A Brittany beach in August serves as launch pad for interlocking flashbacks. The words “A Triptych” appear onscreen, followed by a prologue in which an engagingly precocious 8-year-old boy agrees to guard a magnificent sand castle for the 40-ish man who built it. The camera settles on various objects washed up on the shore, then examines three different wristwatches as their hands approach noon.
Using a strategy not unlike that of Fons Rademakers'”The Assault,” bits and pieces of a traumatic childhood event are doled out until the narrative coalesces. But only the viewer — not the protagonists — ever gets the full picture.
“Part I — Jumbo” is a lyrical and trenchant look at the goings-on in a Brittany port from the p.o.v. of an obstinate and imaginative youngster who has given himself the code name “Jumbo.” Jumbo comments on his caring but ineffectual parents while trying to make sense of the death of an admired playmate.

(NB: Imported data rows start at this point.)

//! Visibility policy for PhotoSpot.
//!
//! Pure functions from a stored record plus a caller to the representation
//! that caller may receive:
//!
//! - [`photo_visibility`]: hide unapproved photos, redact exact location,
//!   EXIF and moderation status
//! - [`ProfileView::for_viewer`]: omit photographer business fields on
//!   enthusiast profiles
//!
//! Redacted fields are omitted from the JSON object, never set to `null`.

#![warn(missing_docs)]
#![warn(clippy::all)]

pub mod photo;
pub mod profile;
pub mod requester;

pub use photo::{
    can_view, is_privileged, photo_visibility, ModerationStatus, PhotoListItem, PhotoRecord, PhotoView,
    UnknownStatus, Visibility,
};
pub use profile::{ProfileRecord, ProfileView, SocialLinks};
pub use requester::{Requester, UnknownRole, UserRole};
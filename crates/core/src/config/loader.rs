//! Configuration file loading and environment overlay

use super::schema::AppConfig;
use crate::error::{Error, Result, ResultExt};
use std::path::{Path, PathBuf};

/// Standard locations searched when no explicit path is given
const CANDIDATES: [&str; 3] = ["photospot.toml", ".photospot.toml", ".config/photospot.toml"];

/// Loaded configuration and where it came from
#[derive(Debug, Clone, Default)]
pub struct Config {
    /// Effective settings
    pub schema: AppConfig,
    /// File the settings were read from, if any
    pub path: Option<PathBuf>,
}

impl Config {
    /// Load configuration from a file path or use defaults
    ///
    /// An explicit `path` must exist. Without one, the standard locations are
    /// searched and defaults are used when none is present.
    ///
    /// # Errors
    ///
    /// Fails when the file cannot be read or parsed.
    pub fn load(path: Option<&Path>) -> Result<Self> {
        let config_path = match path {
            Some(p) if !p.exists() => return Err(Error::config_not_found(p)),
            Some(p) => Some(p.to_path_buf()),
            None => find_config_file(),
        };

        let schema = match config_path {
            Some(ref p) => load_config_file(p)?,
            None => AppConfig::default(),
        };

        Ok(Self {
            schema,
            path: config_path,
        })
    }

    /// Load from file, overlay the process environment and validate
    ///
    /// This is the one place the process environment is read.
    ///
    /// # Errors
    ///
    /// Fails on unreadable files, unparseable overrides or invalid values.
    pub fn from_env(path: Option<&Path>) -> Result<Self> {
        let config = Self::load(path)?.with_overrides(|key| std::env::var(key).ok())?;
        config.validate()?;
        Ok(config)
    }

    /// Overlay values supplied by `lookup`
    ///
    /// Recognized keys:
    /// - `PHOTOSPOT_REST_URL`, or `SUPABASE_URL` with `/rest/v1` appended
    /// - `SUPABASE_ANON_KEY`, `SUPABASE_SERVICE_ROLE_KEY`
    /// - `PHOTOSPOT_TIMEOUT_SECS`
    /// - `PHOTOSPOT_COUNT_POLICY` (`first_page` | `always`)
    /// - `PHOTOSPOT_LOG`, `PHOTOSPOT_LOG_FORMAT`, `PHOTOSPOT_LOG_DIR`
    ///
    /// # Errors
    ///
    /// Fails when a recognized key holds an unparseable value.
    pub fn with_overrides<F>(mut self, lookup: F) -> Result<Self>
    where
        F: Fn(&str) -> Option<String>,
    {
        let store = &mut self.schema.store;

        if let Some(url) = lookup("PHOTOSPOT_REST_URL") {
            store.rest_url = url;
        } else if let Some(url) = lookup("SUPABASE_URL") {
            store.rest_url = format!("{}/rest/v1", url.trim_end_matches('/'));
        }
        if let Some(key) = lookup("SUPABASE_ANON_KEY") {
            store.anon_key = Some(key);
        }
        if let Some(key) = lookup("SUPABASE_SERVICE_ROLE_KEY") {
            store.service_role_key = Some(key);
        }
        if let Some(secs) = lookup("PHOTOSPOT_TIMEOUT_SECS") {
            store.timeout_secs = secs.trim().parse().map_err(|_| {
                Error::invalid_config("PHOTOSPOT_TIMEOUT_SECS", format!("Not a number of seconds: {secs}"))
            })?;
        }

        if let Some(policy) = lookup("PHOTOSPOT_COUNT_POLICY") {
            self.schema.query.count_policy = policy
                .parse()
                .map_err(|e: String| Error::invalid_config("PHOTOSPOT_COUNT_POLICY", e))?;
        }

        let log = &mut self.schema.log;
        if let Some(level) = lookup("PHOTOSPOT_LOG") {
            log.level = level;
        }
        if let Some(format) = lookup("PHOTOSPOT_LOG_FORMAT") {
            log.format = format
                .parse()
                .map_err(|e: String| Error::invalid_config("PHOTOSPOT_LOG_FORMAT", e))?;
        }
        if let Some(dir) = lookup("PHOTOSPOT_LOG_DIR") {
            log.directory = Some(PathBuf::from(dir));
        }

        Ok(self)
    }

    /// Check values that serde cannot
    ///
    /// # Errors
    ///
    /// Fails on an empty or non-HTTP REST URL or a zero timeout.
    pub fn validate(&self) -> Result<()> {
        let store = &self.schema.store;

        if store.rest_url.is_empty() {
            return Err(Error::invalid_config("store.rest_url", "rest_url cannot be empty"));
        }
        if !store.rest_url.starts_with("http://") && !store.rest_url.starts_with("https://") {
            return Err(Error::invalid_config(
                "store.rest_url",
                "rest_url must start with http:// or https://",
            ));
        }
        if store.timeout_secs == 0 {
            return Err(Error::invalid_config("store.timeout_secs", "timeout cannot be zero"));
        }

        Ok(())
    }
}

/// Find a configuration file in the standard locations
#[must_use]
pub fn find_config_file() -> Option<PathBuf> {
    CANDIDATES
        .iter()
        .map(PathBuf::from)
        .find(|candidate| candidate.exists())
}

/// Load and parse a TOML configuration file
fn load_config_file(path: &Path) -> Result<AppConfig> {
    let content = std::fs::read_to_string(path)
        .map_err(Error::from)
        .context(format!("Failed to read config file {}", path.display()))?;

    toml::from_str(&content)
        .map_err(Error::from)
        .context(format!("Failed to parse config file {}", path.display()))
}
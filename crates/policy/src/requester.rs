//! Who is asking.

use serde::{Deserialize, Serialize};
use std::fmt;
use std::str::FromStr;
use thiserror::Error;
use uuid::Uuid;

/// Account role, as stored on the profile and echoed in auth metadata.
#[derive(Debug, Clone, Copy, PartialEq, Eq, Hash, Default, Serialize, Deserialize)]
#[serde(rename_all = "snake_case")]
pub enum UserRole {
    /// Default for every new account
    #[default]
    Enthusiast,
    /// Public portfolio with business fields
    Photographer,
    /// Reviews uploads
    Moderator,
    /// Full access
    Admin,
}

/// A role string that names no known role.
#[derive(Debug, Clone, PartialEq, Eq, Error)]
#[error("unknown role '{0}'")]
pub struct UnknownRole(pub String);

impl UserRole {
    /// Wire spelling.
    #[must_use]
    pub fn as_str(&self) -> &'static str {
        match self {
            UserRole::Enthusiast => "enthusiast",
            UserRole::Photographer => "photographer",
            UserRole::Moderator => "moderator",
            UserRole::Admin => "admin",
        }
    }

    /// Whether the role may see unapproved photos and restricted fields.
    #[must_use]
    pub fn is_moderator(&self) -> bool {
        matches!(self, UserRole::Moderator | UserRole::Admin)
    }
}

impl fmt::Display for UserRole {
    fn fmt(&self, f: &mut fmt::Formatter<'_>) -> fmt::Result {
        f.write_str(self.as_str())
    }
}

impl FromStr for UserRole {
    type Err = UnknownRole;

    fn from_str(s: &str) -> Result<Self, Self::Err> {
        match s {
            "enthusiast" => Ok(UserRole::Enthusiast),
            "photographer" => Ok(UserRole::Photographer),
            "moderator" => Ok(UserRole::Moderator),
            "admin" => Ok(UserRole::Admin),
            other => Err(UnknownRole(other.to_string())),
        }
    }
}

/// An authenticated caller. Anonymous callers are `None` wherever a
/// `Option<&Requester>` is taken.
#[derive(Debug, Clone, Copy, PartialEq, Eq, Serialize, Deserialize)]
pub struct Requester {
    /// Auth user id, equal to the profile id
    pub id: Uuid,
    /// Role claim
    pub role: UserRole,
}

impl Requester {
    /// A caller with an explicit role.
    #[must_use]
    pub fn new(id: Uuid, role: UserRole) -> Self {
        Self { id, role }
    }

    /// Build from auth metadata, reading the `role` claim.
    ///
    /// A missing or unrecognized claim yields [`UserRole::Enthusiast`], the
    /// least privileged role.
    ///
    /// ```
    /// use photospot_policy::{Requester, UserRole};
    /// use serde_json::json;
    /// use uuid::Uuid;
    ///
    /// let id = Uuid::new_v4();
    /// assert_eq!(Requester::from_metadata(id, &json!({"role": "moderator"})).role, UserRole::Moderator);
    /// assert_eq!(Requester::from_metadata(id, &json!({"role": "root"})).role, UserRole::Enthusiast);
    /// ```
    #[must_use]
    pub fn from_metadata(id: Uuid, metadata: &serde_json::Value) -> Self {
        let role = metadata
            .get("role")
            .and_then(serde_json::Value::as_str)
            .and_then(|role| role.parse().ok())
            .unwrap_or_default();
        Self { id, role }
    }

    /// Whether this caller owns a record.
    #[must_use]
    pub fn owns(&self, owner_id: Uuid) -> bool {
        self.id == owner_id
    }

    /// Moderator capability
    #[must_use]
    pub fn is_moderator(&self) -> bool {
        self.role.is_moderator()
    }
}

#[cfg(test)]
mod tests {
    use super::*;
    use serde_json::json;

    #[test]
    fn test_moderator_capability() {
        assert!(UserRole::Moderator.is_moderator());
        assert!(UserRole::Admin.is_moderator());
        assert!(!UserRole::Photographer.is_moderator());
        assert!(!UserRole::Enthusiast.is_moderator());
    }

    #[test]
    fn test_role_parsing() {
        assert_eq!("photographer".parse::<UserRole>().unwrap(), UserRole::Photographer);
        assert_eq!("Admin".parse::<UserRole>().unwrap_err(), UnknownRole("Admin".into()));
    }

    #[test]
    fn test_from_metadata_defaults() {
        let id = Uuid::new_v4();
        assert_eq!(Requester::from_metadata(id, &json!({})).role, UserRole::Enthusiast);
        assert_eq!(Requester::from_metadata(id, &json!({"role": 7})).role, UserRole::Enthusiast);
        assert_eq!(Requester::from_metadata(id, &json!(null)).role, UserRole::Enthusiast);
        assert_eq!(Requester::from_metadata(id, &json!({"role": "admin"})).role, UserRole::Admin);
    }

    #[test]
    fn test_ownership() {
        let id = Uuid::new_v4();
        let requester = Requester::new(id, UserRole::Enthusiast);
        assert!(requester.owns(id));
        assert!(!requester.owns(Uuid::new_v4()));
    }
}
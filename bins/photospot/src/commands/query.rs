//! Listing query check

use super::{header, print_json, report};
use crate::Format;
use anyhow::{Context, Result};
use owo_colors::OwoColorize;
use photospot_query::{PhotoFilterSet, RawPhotoQuery};
use photospot_service::ServiceError;
use reqwest::Url;

/// Decode a query string the way the HTTP layer would.
///
/// A leading `?` is accepted; percent-encoding and `+` are decoded.
pub fn decode(query: &str) -> Result<RawPhotoQuery> {
    let query = query.trim().trim_start_matches('?');
    let url = Url::parse(&format!("http://localhost/photos?{query}")).context("Malformed query string")?;
    Ok(RawPhotoQuery::from_pairs(url.query_pairs()))
}

/// Parse and print the filters a query string resolves to.
pub fn run(query: &str, format: Format) -> Result<()> {
    let raw = decode(query)?;
    let filters = match PhotoFilterSet::parse(&raw) {
        Ok(filters) => filters,
        Err(failure) => return report(&ServiceError::from(failure), format),
    };

    match format {
        Format::Json => print_json(&filters),
        Format::Text => {
            header("Listing filters");
            match filters.bbox() {
                Some(bbox) => println!("  bbox:              {}", format!("{:?}", bbox.to_array()).green()),
                None => println!("  bbox:              {}", "any".dimmed()),
            }
            print_member("category", filters.category().map(|c| c.to_string()));
            print_member("season", filters.season().map(|s| s.to_string()));
            print_member("time_of_day", filters.time_of_day().map(|t| t.to_string()));
            print_member("photographer_only", filters.photographer_only().map(|p| p.to_string()));
            println!("  limit:             {}", filters.limit());
            println!("  offset:            {}", filters.offset());
            println!();
            Ok(())
        }
    }
}

fn print_member(name: &str, value: Option<String>) {
    let label = format!("{name}:");
    match value {
        Some(value) => println!("  {label:<19}{}", value.green()),
        None => println!("  {label:<19}{}", "any".dimmed()),
    }
}

#[cfg(test)]
mod tests {
    use super::*;
    use photospot_query::QueryValue;

    #[test]
    fn test_decode_percent_encoded_pairs() {
        let raw = decode("?bbox=-122.5%2C37.7%2C-122.3%2C37.8&category=street&limit=20").unwrap();
        assert_eq!(raw.bbox, Some(QueryValue::from("-122.5,37.7,-122.3,37.8")));
        assert_eq!(raw.category, Some(QueryValue::from("street")));

        let filters = PhotoFilterSet::parse(&raw).unwrap();
        assert_eq!(filters.limit(), 20);
        assert!(filters.bbox().is_some());
    }

    #[test]
    fn test_decode_empty_query() {
        let raw = decode("").unwrap();
        assert_eq!(raw, RawPhotoQuery::default());
    }
}
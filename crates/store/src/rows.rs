//! Row shapes exchanged with PostgREST.

use crate::error::{StoreError, StoreResult};
use chrono::{DateTime, Utc};
use photospot_geo::{parse_postgis_point, to_ewkt, BlurSettings, GeoPoint, PhotoLocationPair};
use photospot_policy::{ModerationStatus, PhotoListItem, PhotoRecord};
use photospot_query::{Category, Season, TimeOfDay};
use serde::{Deserialize, Serialize};
use uuid::Uuid;

/// A row of the listing view.
#[derive(Debug, Clone, Deserialize)]
pub struct ListingRow {
    pub id: Uuid,
    pub owner_id: Uuid,
    pub title: String,
    pub image_url: String,
    pub thumbnail_url: Option<String>,
    pub category: Category,
    pub season: Option<Season>,
    pub time_of_day: Option<TimeOfDay>,
    pub public_lon: f64,
    pub public_lat: f64,
    pub created_at: DateTime<Utc>,
}

impl TryFrom<ListingRow> for PhotoListItem {
    type Error = StoreError;

    fn try_from(row: ListingRow) -> StoreResult<Self> {
        let location = GeoPoint::try_new(row.public_lon, row.public_lat)
            .map_err(|e| StoreError::decode(format!("photo {}: {e}", row.id)))?;
        Ok(PhotoListItem {
            id: row.id,
            owner_id: row.owner_id,
            title: row.title,
            image_url: row.image_url,
            thumbnail_url: row.thumbnail_url,
            category: row.category,
            season: row.season,
            time_of_day: row.time_of_day,
            location,
            created_at: row.created_at,
        })
    }
}

/// A full row of the photos table. Geography columns arrive as GeoJSON.
#[derive(Debug, Clone, Deserialize)]
pub struct PhotoRow {
    pub id: Uuid,
    pub owner_id: Uuid,
    pub title: String,
    pub description: Option<String>,
    pub image_url: String,
    pub thumbnail_url: Option<String>,
    pub category: Category,
    pub season: Option<Season>,
    pub time_of_day: Option<TimeOfDay>,
    pub location_exact: serde_json::Value,
    pub location_public: serde_json::Value,
    #[serde(default)]
    pub blur_location: bool,
    pub blur_radius: Option<u32>,
    pub exif: Option<serde_json::Value>,
    pub status: ModerationStatus,
    pub created_at: DateTime<Utc>,
}

impl TryFrom<PhotoRow> for PhotoRecord {
    type Error = StoreError;

    fn try_from(row: PhotoRow) -> StoreResult<Self> {
        let point = |value: &serde_json::Value, column: &str| {
            parse_postgis_point(value)
                .ok_or_else(|| StoreError::decode(format!("photo {}: unreadable {column}", row.id)))
        };
        let exact = point(&row.location_exact, "location_exact")?;
        let public = point(&row.location_public, "location_public")?;

        let blur = match (row.blur_location, row.blur_radius) {
            (false, _) => BlurSettings::disabled(),
            (true, None) => BlurSettings::default_enabled(),
            (true, Some(radius)) => BlurSettings::with_radius(radius)
                .map_err(|e| StoreError::decode(format!("photo {}: {e}", row.id)))?,
        };

        Ok(PhotoRecord {
            id: row.id,
            owner_id: row.owner_id,
            title: row.title,
            description: row.description,
            image_url: row.image_url,
            thumbnail_url: row.thumbnail_url,
            category: row.category,
            season: row.season,
            time_of_day: row.time_of_day,
            location: PhotoLocationPair::from_stored(exact, public),
            blur,
            exif: row.exif,
            status: row.status,
            created_at: row.created_at,
        })
    }
}

/// A new photo, before the store assigns id, status and timestamp.
#[derive(Debug, Clone, PartialEq)]
pub struct NewPhoto {
    pub owner_id: Uuid,
    pub title: String,
    pub description: Option<String>,
    pub image_url: String,
    pub thumbnail_url: Option<String>,
    pub category: Category,
    pub season: Option<Season>,
    pub time_of_day: Option<TimeOfDay>,
    /// Computed once at upload; never redrawn
    pub location: PhotoLocationPair,
    pub blur: BlurSettings,
    pub exif: Option<serde_json::Value>,
}

impl NewPhoto {
    /// The stored record for this upload.
    #[must_use]
    pub fn into_record(self, id: Uuid, created_at: DateTime<Utc>) -> PhotoRecord {
        PhotoRecord {
            id,
            owner_id: self.owner_id,
            title: self.title,
            description: self.description,
            image_url: self.image_url,
            thumbnail_url: self.thumbnail_url,
            category: self.category,
            season: self.season,
            time_of_day: self.time_of_day,
            location: self.location,
            blur: self.blur,
            exif: self.exif,
            status: ModerationStatus::Pending,
            created_at,
        }
    }
}

/// Insert body for the photos table.
#[derive(Debug, Clone, Serialize)]
pub struct PhotoInsertRow<'a> {
    owner_id: Uuid,
    title: &'a str,
    description: Option<&'a str>,
    image_url: &'a str,
    thumbnail_url: Option<&'a str>,
    category: Category,
    season: Option<Season>,
    time_of_day: Option<TimeOfDay>,
    location_exact: String,
    location_public: String,
    blur_location: bool,
    blur_radius: Option<u32>,
    exif: Option<&'a serde_json::Value>,
    status: ModerationStatus,
}

impl<'a> From<&'a NewPhoto> for PhotoInsertRow<'a> {
    fn from(photo: &'a NewPhoto) -> Self {
        Self {
            owner_id: photo.owner_id,
            title: &photo.title,
            description: photo.description.as_deref(),
            image_url: &photo.image_url,
            thumbnail_url: photo.thumbnail_url.as_deref(),
            category: photo.category,
            season: photo.season,
            time_of_day: photo.time_of_day,
            location_exact: to_ewkt(&photo.location.exact()),
            location_public: to_ewkt(&photo.location.public()),
            blur_location: photo.blur.is_enabled(),
            blur_radius: photo.blur.radius_meters(),
            exif: photo.exif.as_ref(),
            status: ModerationStatus::Pending,
        }
    }
}

#[cfg(test)]
mod tests {
    use super::*;
    use serde_json::json;

    fn photo_row_json() -> serde_json::Value {
        json!({
            "id": "7d7f8c36-4d5a-4a57-9a3e-1f0c1f9d2b11",
            "owner_id": "0b6c7a62-96a4-4b8f-bf4b-c8d6f3c1a2e0",
            "title": "Milky Way over Bodie",
            "description": null,
            "image_url": "https://cdn.example.com/p/2.jpg",
            "thumbnail_url": null,
            "category": "astrophotography",
            "season": "summer",
            "time_of_day": "night",
            "location_exact": {"type": "Point", "coordinates": [-119.0149, 38.2124]},
            "location_public": {"type": "Point", "coordinates": [-119.0131, 38.2139]},
            "blur_location": true,
            "blur_radius": 250,
            "exif": {"iso": 6400},
            "status": "approved",
            "created_at": "2024-06-01T04:12:00Z"
        })
    }

    #[test]
    fn test_decode_photo_row() {
        let row: PhotoRow = serde_json::from_value(photo_row_json()).unwrap();
        let record = PhotoRecord::try_from(row).unwrap();

        assert_eq!(record.category, Category::Astrophotography);
        assert_eq!(record.location.exact(), GeoPoint::new(-119.0149, 38.2124));
        assert_eq!(record.location.public(), GeoPoint::new(-119.0131, 38.2139));
        assert_eq!(record.blur.radius_meters(), Some(250));
        assert_eq!(record.status, ModerationStatus::Approved);
    }

    #[test]
    fn test_decode_rejects_unreadable_point() {
        let mut value = photo_row_json();
        value["location_public"] = json!("POINT(500 0)");
        let row: PhotoRow = serde_json::from_value(value).unwrap();

        let err = PhotoRecord::try_from(row).unwrap_err();
        assert!(err.to_string().contains("location_public"));
    }

    #[test]
    fn test_decode_error_omits_coordinates() {
        let mut value = photo_row_json();
        value["location_exact"] = json!("SRID=4269;POINT(-119.014912 38.212401)");
        let row: PhotoRow = serde_json::from_value(value).unwrap();

        let message = PhotoRecord::try_from(row).unwrap_err().to_string();
        assert!(message.contains("location_exact"));
        assert!(!message.contains("119.01"));
        assert!(!message.contains("38.21"));
    }

    #[test]
    fn test_decode_rejects_bad_radius() {
        let mut value = photo_row_json();
        value["blur_radius"] = json!(50);
        let row: PhotoRow = serde_json::from_value(value).unwrap();
        assert!(matches!(PhotoRecord::try_from(row), Err(StoreError::Decode(_))));
    }

    #[test]
    fn test_blur_off_ignores_radius() {
        let mut value = photo_row_json();
        value["blur_location"] = json!(false);
        let row: PhotoRow = serde_json::from_value(value).unwrap();
        assert!(!PhotoRecord::try_from(row).unwrap().blur.is_enabled());
    }

    #[test]
    fn test_decode_listing_row() {
        let row: ListingRow = serde_json::from_value(json!({
            "id": "7d7f8c36-4d5a-4a57-9a3e-1f0c1f9d2b11",
            "owner_id": "0b6c7a62-96a4-4b8f-bf4b-c8d6f3c1a2e0",
            "title": "Bodie",
            "image_url": "https://cdn.example.com/p/2.jpg",
            "thumbnail_url": null,
            "category": "urban",
            "season": null,
            "time_of_day": null,
            "public_lon": -119.0131,
            "public_lat": 38.2139,
            "created_at": "2024-06-01T04:12:00Z"
        }))
        .unwrap();

        let item = PhotoListItem::try_from(row).unwrap();
        assert_eq!(item.location, GeoPoint::new(-119.0131, 38.2139));
    }

    #[test]
    fn test_insert_row_writes_ewkt() {
        let photo = NewPhoto {
            owner_id: Uuid::new_v4(),
            title: "Pier".into(),
            description: None,
            image_url: "https://cdn.example.com/p/3.jpg".into(),
            thumbnail_url: None,
            category: Category::Seascape,
            season: None,
            time_of_day: Some(TimeOfDay::BlueHour),
            location: PhotoLocationPair::from_stored(GeoPoint::new(2.5, 41.25), GeoPoint::new(2.5, 41.25)),
            blur: BlurSettings::disabled(),
            exif: None,
        };

        let body = serde_json::to_value(PhotoInsertRow::from(&photo)).unwrap();
        assert_eq!(body["location_exact"], "SRID=4326;POINT(2.5 41.25)");
        assert_eq!(body["status"], "pending");
        assert_eq!(body["blur_location"], false);
        assert!(body["blur_radius"].is_null());
    }
}
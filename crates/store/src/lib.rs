//! Photo and profile storage for PhotoSpot
//!
//! The request service talks to a [`PhotoStore`]. Two implementations ship:
//!
//! - [`SupabaseStore`]: PostgREST over HTTP, counting rows through
//!   `Prefer: count=...` and `Content-Range`
//! - [`MemoryStore`]: rows behind an async lock, same listing semantics
//!
//! # Example
//!
//! ```rust,no_run
//! use photospot_core::config::StoreSettings;
//! use photospot_query::{CountMode, PhotoFilterSet, RawPhotoQuery};
//! use photospot_store::{PhotoStore, SupabaseStore};
//!
//! #[tokio::main]
//! async fn main() -> Result<(), Box<dyn std::error::Error>> {
//!     let store = SupabaseStore::new(StoreSettings::local().with_anon_key("public-anon-key"))?;
//!
//!     let raw = RawPhotoQuery::from_pairs([("bbox", "-122.52,37.70,-122.35,37.83")]);
//!     let filters = PhotoFilterSet::parse(&raw)?;
//!     let page = store.list_photos(&filters, CountMode::Exact).await?;
//!     println!("{} photos, total {:?}", page.items.len(), page.total);
//!
//!     Ok(())
//! }
//! ```

#![warn(clippy::all)]
#![warn(clippy::pedantic)]
#![allow(clippy::module_name_repetitions)]

pub mod client;
pub mod error;
pub mod memory;
pub mod postgrest;
pub mod repository;
pub mod rows;

pub use client::SupabaseStore;
pub use error::{StoreError, StoreResult};
pub use memory::MemoryStore;
pub use repository::{ListingPage, PhotoStore};
pub use rows::NewPhoto;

Guillaume Charras is a real find in the role. Jumbo is a sort of updated Greek chorus to the self-contained segments that follow.
In “Part II — Francois,” 32-year-old Francois (Charles Berling), a specialist in insect classification, harbors ancient resentments toward Vincent (Didier Sandre), who’s building an exquisitely elaborate sand castle, and is buffeted by his discomfort, which alternates with pleasant thoughts of an attractive journalist who recently came to interview him. Through sharp editing, pic captures the ways in which minds wander, settle on a thought, then wander anew.
In “Part III — Zaza,” Zaza (Catherine Ferran), a nurse burnt out by job stress, lolls in the sunshine and thinks back to her childhood, to the drawbacks of being perceived as a tower of strength and emotional stability and to a dinner date with a former suitor 20 years after the fact. Seg features pleasing special effects of energy radiating through actress’s body as she repeats yoga-inflected relaxation exercises in a b&w nether world.
Overall, pic has a literary feel for detail while exploiting snippets of sound and arresting visual flourishes to replicate shifting states of consciousness and concentration. Script explores the residue of emotional discomfort with sometimes startling imagery (a satchel hurtling through space, a dog snared in a churning escalator).
Thesps are fine throughout. Conclusion is a bit long in coming, but extended stretches of narrative mastery announce a filmmaker to watch.